REQUIRED ACTION.
Your answer must consist of exactly the lines below, starting with the line with "pub mem: Option<&'a" and going on through the line with "the earlier sample.", and nothing else.

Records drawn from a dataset
-*-
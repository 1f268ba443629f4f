//! Event to Sample Alignment
//!
//! Nearest-timestamp lookup of resource samples for each event.

use log::{debug, warn};

use crate::config::{matches_any, CorrelationConfig};
use crate::parsing::{Event, Sample, SeriesTable, Timestamp};

/// An event paired with its nearest cpu and mem samples.
#[derive(Debug, Clone, PartialEq)]
pub struct AlignedEvent<'a> {
    pub event: &'a Event,
    pub cpu: Option<&'a Sample>,
    pub mem: Option<&'a Sample>,
}

/// Returns the sample whose timestamp is closest to `t`.
///
/// `samples` must be sorted by timestamp; unsorted input gives a wrong
/// but non-panicking answer. Queries before the first or after the last
/// sample clamp to that end. An exact tie picks the earlier sample.
/// Returns `None` only for an empty slice.
pub fn nearest_sample(samples: &[Sample], t: Timestamp) -> Option<&Sample> {
    let idx = samples.partition_point(|s| s.timestamp < t);

    if idx == 0 {
        return samples.first();
    }
    if idx >= samples.len() {
        return samples.last();
    }

    let before = &samples[idx - 1];
    let after = &samples[idx];
    if t - before.timestamp <= after.timestamp - t {
        Some(before)
    } else {
        Some(after)
    }
}

/// Picks the first series whose key contains any of `hints`.
pub fn select_series<'a, S: AsRef<str>>(
    table: &'a SeriesTable,
    hints: &[S],
) -> Option<(&'a str, &'a [Sample])> {
    table.iter().find(|(key, _)| matches_any(key, hints))
}

/// Aligns every event against the configured cpu and mem series.
///
/// Output preserves event order. A missing series leaves that side `None`
/// for all events.
pub fn align_events<'a>(
    events: &'a [Event],
    table: &'a SeriesTable,
    config: &CorrelationConfig,
) -> Vec<AlignedEvent<'a>> {
    let cpu = select_series(table, &config.cpu_series_hints);
    let mem = select_series(table, &config.mem_series_hints);

    match cpu {
        Some((key, _)) => debug!("Using '{}' for cpu samples", key),
        None => warn!("No cpu series found; cpu columns will be empty"),
    }
    match mem {
        Some((key, _)) => debug!("Using '{}' for mem samples", key),
        None => warn!("No mem series found; mem columns will be empty"),
    }

    let cpu_samples = cpu.map(|(_, samples)| samples).unwrap_or_default();
    let mem_samples = mem.map(|(_, samples)| samples).unwrap_or_default();

    events
        .iter()
        .map(|event| AlignedEvent {
            event,
            cpu: nearest_sample(cpu_samples, event.timestamp),
            mem: nearest_sample(mem_samples, event.timestamp),
        })
        .collect()
}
-*-
THE ANSWER.
    pub mem: Option<&'a Sample>,
}

/// Returns the sample whose timestamp is closest to `t`.
///
/// `samples` must be sorted by timestamp; unsorted input gives a wrong
/// but non-panicking answer. Queries before the first or after the last
/// sample clamp to that end. An exact tie picks the earlier sample.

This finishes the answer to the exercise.